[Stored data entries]
§ §

//! Store-backed rate limiter: per-window counters kept in Redis so every
//! gateway replica enforces the same budget.
//!
//! The increment and the conditional expiry-set are one atomic server-side
//! script; two racing callers can never observe a bucket without its expiry.

use async_trait::async_trait;
use redis::{Script, aio::ConnectionManager};

use crate::core::rate_limit::{
    RateDecision, RateLimitError, RateLimitQuota, RateLimiter, validate_quota, window_bounds,
};

/// INCR the bucket and pin its expiry to the window end on first increment.
const ALLOW_SCRIPT: &str = r"
    local key = KEYS[1]
    local limit = tonumber(ARGV[1])
    local expire_at = tonumber(ARGV[2])

    local count = redis.call('INCR', key)
    if count == 1 then
        redis.call('EXPIREAT', key, expire_at)
    end

    return {count, limit - count}
";

pub struct RedisRateLimiter {
    manager: ConnectionManager,
    script: Script,
}

impl RedisRateLimiter {
    pub fn new(manager: ConnectionManager) -> Self {
        Self {
            manager,
            script: Script::new(ALLOW_SCRIPT),
        }
    }

    /// Connect and verify the connection with a ping.
    pub async fn connect(address: &str, password: &str, db: i64) -> Result<Self, RateLimitError> {
        let url = if password.is_empty() {
            format!("redis://{address}/{db}")
        } else {
            format!("redis://:{password}@{address}/{db}")
        };

        let client =
            redis::Client::open(url).map_err(|e| RateLimitError::Backend(e.to_string()))?;
        let manager = ConnectionManager::new(client)
            .await
            .map_err(|e| RateLimitError::Backend(e.to_string()))?;

        tracing::info!(address, db, "connected to Redis rate limit store");
        Ok(Self::new(manager))
    }
}

#[async_trait]
impl RateLimiter for RedisRateLimiter {
    async fn allow(
        &self,
        key: &str,
        quota: RateLimitQuota,
    ) -> (RateDecision, Option<RateLimitError>) {
        let (window_start, reset_after) = window_bounds(quota.window);

        if let Some(err) = validate_quota(&quota) {
            return (RateDecision::fail_open(quota.limit, reset_after), Some(err));
        }

        let bucket_key = format!("gantry:ratelimit:{key}");
        let expire_at = window_start + quota.window.as_secs().max(1);
        let mut conn = self.manager.clone();

        let result: Result<(i64, i64), redis::RedisError> = self
            .script
            .key(&bucket_key)
            .arg(quota.limit)
            .arg(expire_at)
            .invoke_async(&mut conn)
            .await;

        match result {
            Ok((count, remaining)) => {
                let decision = RateDecision {
                    admitted: count <= quota.burst_limit(),
                    limit: quota.limit,
                    remaining,
                    reset_after,
                };
                (decision, None)
            }
            Err(err) => {
                // Never fail closed because the limiter's store is down.
                (
                    RateDecision::fail_open(quota.limit, reset_after),
                    Some(RateLimitError::Backend(err.to_string())),
                )
            }
        }
    }
}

§ §

## WHAT IS REQUIRED
What are the lines above, starting at the one with "if let Some(err)" and ending at the one with "let expire_at = window_start"? Give them again exactly, and only them.

## EXERCISE OUTPUT
        if let Some(err) = validate_quota(&quota) {
            return (RateDecision::fail_open(quota.limit, reset_after), Some(err));
        }

        let bucket_key = format!("gantry:ratelimit:{key}");
        let expire_at = window_start + quota.window.as_secs().max(1);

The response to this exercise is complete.